But, with the abundance of similar worlds to Earth, we should have detected other life forms by now. Known as the Fermi paradox, this is a question that continues to plague scientists.
The Fermi Paradox questions why have we not found aliens, despite the existence of hundreds of billions of exosolar systems in our galactic neighborhood in which life might evolve.
Italian physicist Enrico Fermi devised it in 1950.
He believed it was too extraordinary that not a single extraterrestrial signal or engineering project has yet been detected.
He claimed there must be some kind of barrier that prevents the rise of intelligent, self-aware, technologically advanced, space-colonising civilisations.
This barrier is sometimes referred to as a 'Great Filter'.
The absence could be caused because either intelligent life is extremely rare or intelligent life has a tendency to go extinct.
In our space programs, astronauts might start visiting other planets in the future.
The biggest obstacle is space travel itself. A new video from YouTube channel Kurz Gesagtvideo explains the enormity of the hurdles.
To colonize another planet with our current technologies, ‘a journey of maybe thousands of years needs to be survived by a population big enough to start from a scratch,' the narrator explains.
Even if we could travel close to the speed of light, something inconceivable to us right now, it would take 100,000 years to cross the Milky Way. Ah—not like the television show 'Andromeda' then, where the pilot can jump the spaceship into a wormhole whenever the need arises and emerge in another galaxy.
Perhaps visiting another planet is out of the question.
Here's a simple sum-up of the problems: 1) Cosmic circumstances haven't presented a chance of contact. 2) In our ancient Earth, we've only advanced into space recently. 3) We might have just missed other alien advanced space voyagers. 4) Our systems of communication might be too primitive at the moment.

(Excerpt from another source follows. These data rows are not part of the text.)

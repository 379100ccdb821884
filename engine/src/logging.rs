//! Diagnostics for the engine and the stop hook.
//!
//! Output goes to stderr only: stdout is the JSON-RPC transport in `serve`
//! mode and the hook decision channel in `ralph stop`.

use tracing_subscriber::{EnvFilter, fmt, layer::SubscriberExt, util::SubscriberInitExt};

/// Initialize the tracing subscriber.
///
/// Reads `RUST_LOG` env var. Defaults to `warn` if unset.
/// Output: stderr, compact format.
///
/// # Example
/// ```bash
/// RUST_LOG=engine=debug engine serve
/// ```
pub fn init() {
    let filter = EnvFilter::try_from_default_env().unwrap_or_else(|_| EnvFilter::new("warn"));

    tracing_subscriber::registry()
        .with(filter)
        .with(fmt::layer().with_writer(std::io::stderr).compact())
        .init();
}
//! Prompt execution engine.
//!
//! Turns symbolic commands (`>>analyze --> >>summarize :: 'cite sources'`)
//! into rendered prompt steps, tracks multi-step chains across invocations,
//! and enforces quality gates and shell verification loops. The architecture
//! enforces a strict separation:
//!
//! - **[`core`]**: Pure, deterministic logic (parsing, gate accumulation,
//!   decisions, review and verification transitions). No I/O, fully testable
//!   in isolation.
//! - **[`io`]**: Side-effecting operations (config, prompt files, session
//!   files, subprocesses, git). Isolated behind traits to enable mocking.
//!
//! Orchestration modules ([`pipeline`], [`chain_session`], [`gate_review`],
//! [`verification`], [`server`]) coordinate core logic with I/O.

pub mod chain_session;
pub mod core;
pub mod exit_codes;
pub mod gate_review;
pub mod io;
pub mod logging;
pub mod pipeline;
pub mod server;
#[cfg(any(test, feature = "test-support"))]
pub mod test_support;
pub mod verification;
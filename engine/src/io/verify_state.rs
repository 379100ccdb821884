//! `verify-active.json`: the loop-mode verification handed to the stop hook.

use std::fs;
use std::path::{Path, PathBuf};

use anyhow::{Context, Result};
use serde::{Deserialize, Serialize};
use tracing::debug;

use crate::core::session::VerificationResult;
use crate::core::types::ShellVerifyConfig;
use crate::core::verify::AttemptRecord;
use crate::io::config::write_atomic;

pub const VERIFY_STATE_FILE: &str = "verify-active.json";

#[derive(Debug, Clone, PartialEq, Eq, Serialize, Deserialize, Default)]
#[serde(rename_all = "camelCase")]
pub struct LoopProgress {
    /// Attempts already run.
    pub iteration: u32,
    #[serde(default)]
    pub last_result: Option<VerificationResult>,
    /// Approach, result and lesson of every attempt so far.
    #[serde(default)]
    pub history: Vec<AttemptRecord>,
}

#[derive(Debug, Clone, PartialEq, Eq, Serialize, Deserialize)]
#[serde(rename_all = "camelCase")]
pub struct VerifyActiveState {
    pub session_id: String,
    pub chain_id: String,
    pub config: ShellVerifyConfig,
    pub state: LoopProgress,
}

pub fn verify_state_path(runtime_dir: &Path) -> PathBuf {
    runtime_dir.join(VERIFY_STATE_FILE)
}

pub fn load_verify_state(runtime_dir: &Path) -> Result<Option<VerifyActiveState>> {
    let path = verify_state_path(runtime_dir);
    if !path.exists() {
        return Ok(None);
    }
    let contents =
        fs::read_to_string(&path).with_context(|| format!("read {}", path.display()))?;
    let state = serde_json::from_str(&contents)
        .with_context(|| format!("parse verify state {}", path.display()))?;
    Ok(Some(state))
}

pub fn write_verify_state(runtime_dir: &Path, state: &VerifyActiveState) -> Result<()> {
    let path = verify_state_path(runtime_dir);
    debug!(path = %path.display(), iteration = state.state.iteration, "writing verify state");
    let mut buf = serde_json::to_string_pretty(state).context("serialize verify state")?;
    buf.push('\n');
    write_atomic(&path, &buf)
}

/// Remove the state file; returns whether one existed.
pub fn clear_verify_state(runtime_dir: &Path) -> Result<bool> {
    let path = verify_state_path(runtime_dir);
    match fs::remove_file(&path) {
        Ok(()) => {
            debug!(path = %path.display(), "verify state cleared");
            Ok(true)
        }
        Err(err) if err.kind() == std::io::ErrorKind::NotFound => Ok(false),
        Err(err) => Err(err).with_context(|| format!("remove {}", path.display())),
    }
}

#[cfg(test)]
mod tests {
    use super::*;

    #[test]
    fn write_load_clear() {
        let temp = tempfile::tempdir().expect("tempdir");
        assert!(load_verify_state(temp.path()).expect("load").is_none());

        let mut config = ShellVerifyConfig::new("cargo test");
        config.loop_mode = true;
        let state = VerifyActiveState {
            session_id: "sess-1".to_string(),
            chain_id: "chain-fix#1".to_string(),
            config,
            state: LoopProgress {
                iteration: 1,
                last_result: None,
                history: vec![AttemptRecord {
                    number: 1,
                    approach: "Bumped the timeout".to_string(),
                    result: "FAIL - timed out".to_string(),
                    lesson: "The fixture server never starts".to_string(),
                }],
            },
        };
        write_verify_state(temp.path(), &state).expect("write");
        assert_eq!(load_verify_state(temp.path()).expect("load"), Some(state));

        let raw = fs::read_to_string(verify_state_path(temp.path())).expect("read");
        assert!(raw.contains("\"sessionId\": \"sess-1\""));
        assert!(raw.contains("\"loop\": true"));
        assert!(raw.contains("\"lesson\": \"The fixture server never starts\""));

        assert!(clear_verify_state(temp.path()).expect("clear"));
        assert!(!clear_verify_state(temp.path()).expect("clear again"));
    }

    #[test]
    fn state_without_history_still_loads() {
        let temp = tempfile::tempdir().expect("tempdir");
        let raw = r#"{"sessionId": "s", "chainId": "c", "config": {"command": "true", "timeout": 1000, "maxIterations": 3, "loop": true, "checkpoint": false, "rollback": false}, "state": {"iteration": 2}}"#;
        fs::write(verify_state_path(temp.path()), raw).expect("write");
        let state = load_verify_state(temp.path()).expect("load").expect("present");
        assert_eq!(state.state.iteration, 2);
        assert!(state.state.history.is_empty());
    }
}
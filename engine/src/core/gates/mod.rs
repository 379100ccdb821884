//! Gate accumulation, definitions, registries and verdict parsing.

pub mod accumulator;
pub mod definition;
pub mod inline;
pub mod registry;
pub mod verdict;

pub use accumulator::{GateAccumulator, GateEntry, GateSource};
pub use definition::{
    CriteriaType, CriterionOutcome, GateActivation, GateCategory, GateDefinition, GateKind,
    PassCriterion, evaluate_gate,
};
pub use inline::{inline_gate_definitions, self_review_gate, slugify};
pub use registry::{GateGuidance, GateLookup, GateRegistry, TemporaryGateRegistry};
pub use verdict::{ParsedVerdict, Verdict, VerdictSource, parse_gate_verdict};
//! Ordered, priority-aware gate set assembled during planning.
//!
//! For any gate id only the entry from the highest-priority source survives.
//! Equal or lower priority additions are rejected (first in wins at equal
//! priority). Once frozen the set is read-only.

use std::collections::BTreeMap;

use chrono::Utc;
use serde::{Deserialize, Serialize};
use tracing::{debug, warn};

/// Where a gate came from, ordered by priority.
#[derive(Debug, Clone, Copy, PartialEq, Eq, Hash, PartialOrd, Ord, Serialize, Deserialize)]
#[serde(rename_all = "kebab-case")]
pub enum GateSource {
    RegistryAuto,
    Methodology,
    ChainLevel,
    PromptConfig,
    TemporaryRequest,
    ClientSelection,
    InlineOperator,
}

impl GateSource {
    pub const fn priority(self) -> u8 {
        match self {
            Self::RegistryAuto => 20,
            Self::Methodology => 40,
            Self::ChainLevel => 50,
            Self::PromptConfig => 60,
            Self::TemporaryRequest => 80,
            Self::ClientSelection => 90,
            Self::InlineOperator => 100,
        }
    }

    pub const fn as_str(self) -> &'static str {
        match self {
            Self::RegistryAuto => "registry-auto",
            Self::Methodology => "methodology",
            Self::ChainLevel => "chain-level",
            Self::PromptConfig => "prompt-config",
            Self::TemporaryRequest => "temporary-request",
            Self::ClientSelection => "client-selection",
            Self::InlineOperator => "inline-operator",
        }
    }
}

#[derive(Debug, Clone, PartialEq, Eq, Serialize, Deserialize)]
#[serde(rename_all = "camelCase")]
pub struct GateEntry {
    pub id: String,
    pub source: GateSource,
    pub priority: u8,
    /// Milliseconds since the Unix epoch.
    pub added_at: i64,
    pub metadata: BTreeMap<String, String>,
}

#[derive(Debug, Clone, Default)]
pub struct GateAccumulator {
    entries: Vec<GateEntry>,
    frozen: bool,
}

impl GateAccumulator {
    pub fn new() -> Self {
        Self::default()
    }

    pub fn add(&mut self, id: &str, source: GateSource) -> bool {
        self.add_with_metadata(id, source, BTreeMap::new())
    }

    /// Add or upgrade a gate. Returns `true` when the set changed.
    pub fn add_with_metadata(
        &mut self,
        id: &str,
        source: GateSource,
        metadata: BTreeMap<String, String>,
    ) -> bool {
        let id = id.trim();
        if self.frozen {
            warn!(gate_id = id, source = source.as_str(), "gate accumulator frozen; add rejected");
            return false;
        }
        if id.is_empty() {
            debug!(source = source.as_str(), "empty gate id rejected");
            return false;
        }

        let entry = GateEntry {
            id: id.to_string(),
            source,
            priority: source.priority(),
            added_at: Utc::now().timestamp_millis(),
            metadata,
        };

        match self.entries.iter_mut().find(|e| e.id == id) {
            Some(existing) if source.priority() > existing.priority => {
                debug!(
                    gate_id = id,
                    from = existing.source.as_str(),
                    to = source.as_str(),
                    "gate source upgraded"
                );
                *existing = entry;
                true
            }
            Some(existing) => {
                debug!(
                    gate_id = id,
                    existing = existing.source.as_str(),
                    rejected = source.as_str(),
                    "gate addition rejected: existing source has equal or higher priority"
                );
                false
            }
            None => {
                self.entries.push(entry);
                true
            }
        }
    }

    /// Add several ids from one source; returns how many changed the set.
    pub fn add_all<I, S>(&mut self, ids: I, source: GateSource) -> usize
    where
        I: IntoIterator<Item = S>,
        S: AsRef<str>,
    {
        ids.into_iter()
            .filter(|id| self.add(id.as_ref(), source))
            .count()
    }

    pub fn has(&self, id: &str) -> bool {
        self.entries.iter().any(|e| e.id == id.trim())
    }

    pub fn get(&self, id: &str) -> Option<&GateEntry> {
        self.entries.iter().find(|e| e.id == id)
    }

    /// Gate ids in insertion order.
    pub fn get_all(&self) -> Vec<String> {
        self.entries.iter().map(|e| e.id.clone()).collect()
    }

    pub fn get_by_source(&self, source: GateSource) -> Vec<String> {
        self.entries
            .iter()
            .filter(|e| e.source == source)
            .map(|e| e.id.clone())
            .collect()
    }

    pub fn get_entries(&self) -> &[GateEntry] {
        &self.entries
    }

    pub fn len(&self) -> usize {
        self.entries.len()
    }

    pub fn is_empty(&self) -> bool {
        self.entries.is_empty()
    }

    pub fn freeze(&mut self) {
        if !self.frozen {
            debug!(gates = self.entries.len(), "gate accumulator frozen");
        }
        self.frozen = true;
    }

    pub fn is_frozen(&self) -> bool {
        self.frozen
    }

    pub fn clear(&mut self) {
        if self.frozen {
            warn!("gate accumulator frozen; clear ignored");
            return;
        }
        self.entries.clear();
    }
}

#[cfg(test)]
mod tests {
    use super::*;

    #[test]
    fn priorities_are_strictly_ordered() {
        let order = [
            GateSource::RegistryAuto,
            GateSource::Methodology,
            GateSource::ChainLevel,
            GateSource::PromptConfig,
            GateSource::TemporaryRequest,
            GateSource::ClientSelection,
            GateSource::InlineOperator,
        ];
        for pair in order.windows(2) {
            assert!(pair[0].priority() < pair[1].priority());
        }
    }

    /// Lower-priority re-submission after an upgrade never downgrades the source.
    #[test]
    fn highest_priority_source_survives() {
        let mut acc = GateAccumulator::new();
        assert!(acc.add("code-quality", GateSource::RegistryAuto));
        assert!(acc.add("code-quality", GateSource::Methodology));
        assert!(!acc.add("code-quality", GateSource::RegistryAuto));
        assert_eq!(
            acc.get("code-quality").map(|e| e.source),
            Some(GateSource::Methodology)
        );
        assert_eq!(acc.len(), 1);
    }

    #[test]
    fn equal_priority_keeps_first_entry() {
        let mut acc = GateAccumulator::new();
        let mut first = BTreeMap::new();
        first.insert("origin".to_string(), "first".to_string());
        assert!(acc.add_with_metadata("g", GateSource::ClientSelection, first));
        assert!(!acc.add("g", GateSource::ClientSelection));
        assert_eq!(acc.get("g").map(|e| e.metadata["origin"].as_str()), Some("first"));
    }

    #[test]
    fn upgrade_keeps_insertion_position() {
        let mut acc = GateAccumulator::new();
        acc.add("a", GateSource::RegistryAuto);
        acc.add("b", GateSource::RegistryAuto);
        acc.add("a", GateSource::InlineOperator);
        assert_eq!(acc.get_all(), vec!["a", "b"]);
        assert_eq!(acc.get_by_source(GateSource::InlineOperator), vec!["a"]);
    }

    #[test]
    fn blank_ids_are_rejected_and_ids_trimmed() {
        let mut acc = GateAccumulator::new();
        assert!(!acc.add("   ", GateSource::InlineOperator));
        assert!(acc.add("  padded ", GateSource::InlineOperator));
        assert!(acc.has("padded"));
    }

    #[test]
    fn add_all_counts_changes() {
        let mut acc = GateAccumulator::new();
        acc.add("x", GateSource::InlineOperator);
        let added = acc.add_all(["x", "y", "z"], GateSource::PromptConfig);
        assert_eq!(added, 2);
    }

    /// After freeze, add and clear leave the state untouched.
    #[test]
    fn frozen_accumulator_is_immutable() {
        let mut acc = GateAccumulator::new();
        acc.add("a", GateSource::RegistryAuto);
        acc.freeze();
        acc.freeze();
        let before = acc.get_entries().to_vec();

        assert!(!acc.add("b", GateSource::InlineOperator));
        assert!(!acc.add("a", GateSource::InlineOperator));
        acc.clear();

        assert!(acc.is_frozen());
        assert_eq!(acc.get_entries(), before.as_slice());
    }

    #[test]
    fn clear_works_before_freeze() {
        let mut acc = GateAccumulator::new();
        acc.add("a", GateSource::RegistryAuto);
        acc.clear();
        assert!(acc.is_empty());
    }
}
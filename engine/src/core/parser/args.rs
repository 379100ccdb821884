//! Argument parsing for a single step body.
//!
//! Quoted values may span lines and are closed with the same rule the
//! operator scanner uses, so markdown payloads with embedded quotes survive
//! intact and never leak operators into the command.

use std::sync::LazyLock;

use regex::Regex;

use super::error::ParseError;
use super::scan::{QuoteEnd, closing_quote, unquote};
use crate::core::types::{ArgMap, PromptDefinition};

static KEY_START: LazyLock<Regex> = LazyLock::new(|| {
    Regex::new(r"(?:^|\s)([A-Za-z_][A-Za-z0-9_-]*)=").expect("key regex should compile")
});

/// Fallback argument name for positional text when a prompt declares none.
pub const DEFAULT_POSITIONAL_ARG: &str = "input";

/// Arguments parsed from a step body plus non-fatal diagnostics.
#[derive(Debug, Clone, Default, PartialEq, Eq)]
pub struct ParsedArgs {
    pub args: ArgMap,
    pub warnings: Vec<String>,
}

/// Parse `text` (everything after the prompt id) into an argument map.
///
/// Accepts `key="value"`, `key='value'`, `key=value`, a JSON object, or free
/// text that binds to the first declared argument.
pub fn parse_arguments(text: &str, prompt: &PromptDefinition) -> Result<ParsedArgs, ParseError> {
    let trimmed = text.trim();
    let mut parsed = ParsedArgs::default();

    if trimmed.starts_with('{') {
        parsed.args = parse_json_arguments(trimmed, &prompt.id)?;
    } else if !trimmed.is_empty() {
        let positional = parse_key_values(trimmed, &mut parsed);
        if !positional.is_empty() {
            bind_positional(positional, prompt, &mut parsed);
        }
    }

    for arg in &prompt.arguments {
        if let Some(default) = &arg.default {
            parsed
                .args
                .entry(arg.name.clone())
                .or_insert_with(|| default.clone());
        }
    }
    Ok(parsed)
}

/// Declared required arguments missing from `args`.
pub fn missing_required(prompt: &PromptDefinition, args: &ArgMap) -> Vec<String> {
    prompt
        .arguments
        .iter()
        .filter(|a| a.required && args.get(&a.name).is_none_or(|v| v.trim().is_empty()))
        .map(|a| a.name.clone())
        .collect()
}

fn parse_json_arguments(text: &str, prompt_id: &str) -> Result<ArgMap, ParseError> {
    let value: serde_json::Map<String, serde_json::Value> =
        serde_json::from_str(text).map_err(|err| ParseError::InvalidArguments {
            prompt_id: prompt_id.to_string(),
            detail: format!("argument object is not valid JSON: {err}"),
        })?;
    Ok(json_object_to_args(value))
}

/// Flatten a JSON object into string arguments; non-string values keep their JSON text.
pub fn json_object_to_args(object: serde_json::Map<String, serde_json::Value>) -> ArgMap {
    object
        .into_iter()
        .map(|(k, v)| {
            let value = match v {
                serde_json::Value::String(s) => s,
                other => other.to_string(),
            };
            (k, value)
        })
        .collect()
}

/// Consume `key=value` pairs, returning any positional text left over.
fn parse_key_values(text: &str, parsed: &mut ParsedArgs) -> String {
    let mut positional: Vec<&str> = Vec::new();
    let mut pos = 0;

    while pos < text.len() {
        let Some(caps) = KEY_START.captures(&text[pos..]) else {
            positional.push(text[pos..].trim());
            break;
        };
        let key_match = caps.get(1).map(|m| (m.start(), m.end()));
        let Some((key_start, key_end)) = key_match else {
            break;
        };
        let key_start = pos + key_start;
        let key_end = pos + key_end;
        positional.push(text[pos..key_start].trim());
        let key = text[key_start..key_end].to_string();
        let value_start = key_end + 1;

        let (value, next) = read_value(text, value_start);
        if parsed.args.contains_key(&key) {
            parsed
                .warnings
                .push(format!("argument '{key}' given more than once; last value wins"));
        }
        parsed.args.insert(key, value);
        pos = next;
    }

    positional
        .into_iter()
        .filter(|p| !p.is_empty())
        .collect::<Vec<_>>()
        .join(" ")
}

/// Read a value starting at `start`; returns the value and the offset after it.
fn read_value(text: &str, start: usize) -> (String, usize) {
    let rest = &text[start..];
    let Some(first) = rest.chars().next() else {
        return (String::new(), text.len());
    };

    if first == '"' || first == '\'' {
        let body_start = start + 1;
        let body = &text[body_start..];
        return match closing_quote(body, first as u8) {
            QuoteEnd::Closed(close) => (unescape(&body[..close], first), body_start + close + 1),
            QuoteEnd::Unterminated(until) => (body[..until].to_string(), body_start + until),
        };
    }

    let end = rest
        .find(char::is_whitespace)
        .map(|i| start + i)
        .unwrap_or(text.len());
    (text[start..end].to_string(), end)
}

fn unescape(value: &str, quote: char) -> String {
    value.replace(&format!("\\{quote}"), &quote.to_string())
}

fn bind_positional(text: String, prompt: &PromptDefinition, parsed: &mut ParsedArgs) {
    let value = unquote(&text).map(str::to_string).unwrap_or(text);
    let target = prompt
        .arguments
        .iter()
        .find(|a| !parsed.args.contains_key(&a.name))
        .map(|a| a.name.clone());
    match target {
        Some(name) => {
            parsed.args.insert(name, value);
        }
        None if prompt.arguments.is_empty() => {
            parsed
                .args
                .insert(DEFAULT_POSITIONAL_ARG.to_string(), value);
        }
        None => {
            parsed.warnings.push(format!(
                "free text ignored for '{}': every declared argument is already set",
                prompt.id
            ));
        }
    }
}

#[cfg(test)]
mod tests {
    use super::*;
    use crate::core::types::PromptArgument;

    fn prompt(args: &[&str]) -> PromptDefinition {
        PromptDefinition {
            id: "p".to_string(),
            name: String::new(),
            description: String::new(),
            category: "general".to_string(),
            user_message_template: String::new(),
            system_message: None,
            arguments: args
                .iter()
                .map(|name| PromptArgument {
                    name: (*name).to_string(),
                    description: String::new(),
                    required: false,
                    default: None,
                })
                .collect(),
            chain_steps: Vec::new(),
            chain_gates: Vec::new(),
            gates: Default::default(),
            tools: Vec::new(),
            requires_framework: None,
        }
    }

    #[test]
    fn parses_mixed_quote_styles() {
        let parsed = parse_arguments(r#"a="one two" b='three' c=four"#, &prompt(&[])).expect("parse");
        assert_eq!(parsed.args["a"], "one two");
        assert_eq!(parsed.args["b"], "three");
        assert_eq!(parsed.args["c"], "four");
    }

    /// Multi-line markdown with embedded quotes stays in one value.
    #[test]
    fn multiline_value_with_inner_quotes_is_preserved() {
        let body = "content=\"# Title\nShe said \"hi\" here.\n\n- item\" topic=\"x\"";
        let parsed = parse_arguments(body, &prompt(&[])).expect("parse");
        assert_eq!(parsed.args["content"], "# Title\nShe said \"hi\" here.\n\n- item");
        assert_eq!(parsed.args["topic"], "x");
    }

    #[test]
    fn quoted_word_before_closing_quote_stays_in_value() {
        let parsed = parse_arguments(r#"note="use "fast" mode" level='2'"#, &prompt(&[])).expect("parse");
        assert_eq!(parsed.args["note"], r#"use "fast" mode"#);
        assert_eq!(parsed.args["level"], "2");
    }

    #[test]
    fn positional_text_binds_first_declared_argument() {
        let parsed = parse_arguments("explain lifetimes", &prompt(&["topic", "depth"])).expect("parse");
        assert_eq!(parsed.args["topic"], "explain lifetimes");
        assert!(!parsed.args.contains_key("depth"));
    }

    #[test]
    fn positional_text_without_declared_arguments_uses_input() {
        let parsed = parse_arguments("\"hello world\"", &prompt(&[])).expect("parse");
        assert_eq!(parsed.args[DEFAULT_POSITIONAL_ARG], "hello world");
    }

    #[test]
    fn json_object_arguments_are_flattened() {
        let parsed = parse_arguments(r#"{"a": "x", "n": 3}"#, &prompt(&[])).expect("parse");
        assert_eq!(parsed.args["a"], "x");
        assert_eq!(parsed.args["n"], "3");
    }

    #[test]
    fn invalid_json_arguments_are_rejected() {
        let err = parse_arguments("{not json", &prompt(&[])).expect_err("should fail");
        assert!(matches!(err, ParseError::InvalidArguments { .. }));
    }

    #[test]
    fn defaults_fill_missing_arguments() {
        let mut p = prompt(&["tone"]);
        p.arguments[0].default = Some("neutral".to_string());
        p.arguments[0].required = true;
        let parsed = parse_arguments("", &p).expect("parse");
        assert_eq!(parsed.args["tone"], "neutral");
        assert!(missing_required(&p, &parsed.args).is_empty());
    }
}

Or—it could even be that we are the most advanced race in the universe. If that is the case, then many experts have argued the case for doing all we can to survive and preserve the most important discovery we’ve made so far: life itself, namely, us. Source: Daily Mail.
I love to think about the cosmos. Maybe we're special—so beloved by our Creator that we are the only intelligent life forms in the universe.
In the seventies, I remember driving home with my family from Adelaide to Robe, South Australia at night and gazing up. Twinkling stars in the sky occupied nearly all the vista over the flat expanse of the Cooyong. I opened my mind and called to any aliens, assuring them of my good intentions. If any beings from another planet were hovering overhead, none accepted my offer of a chat.
Whether aliens exist or not, we should live our life in the sure and certain knowledge that people are like intelligent grains of sand on the great beach of life. Individuals yet part of the human race.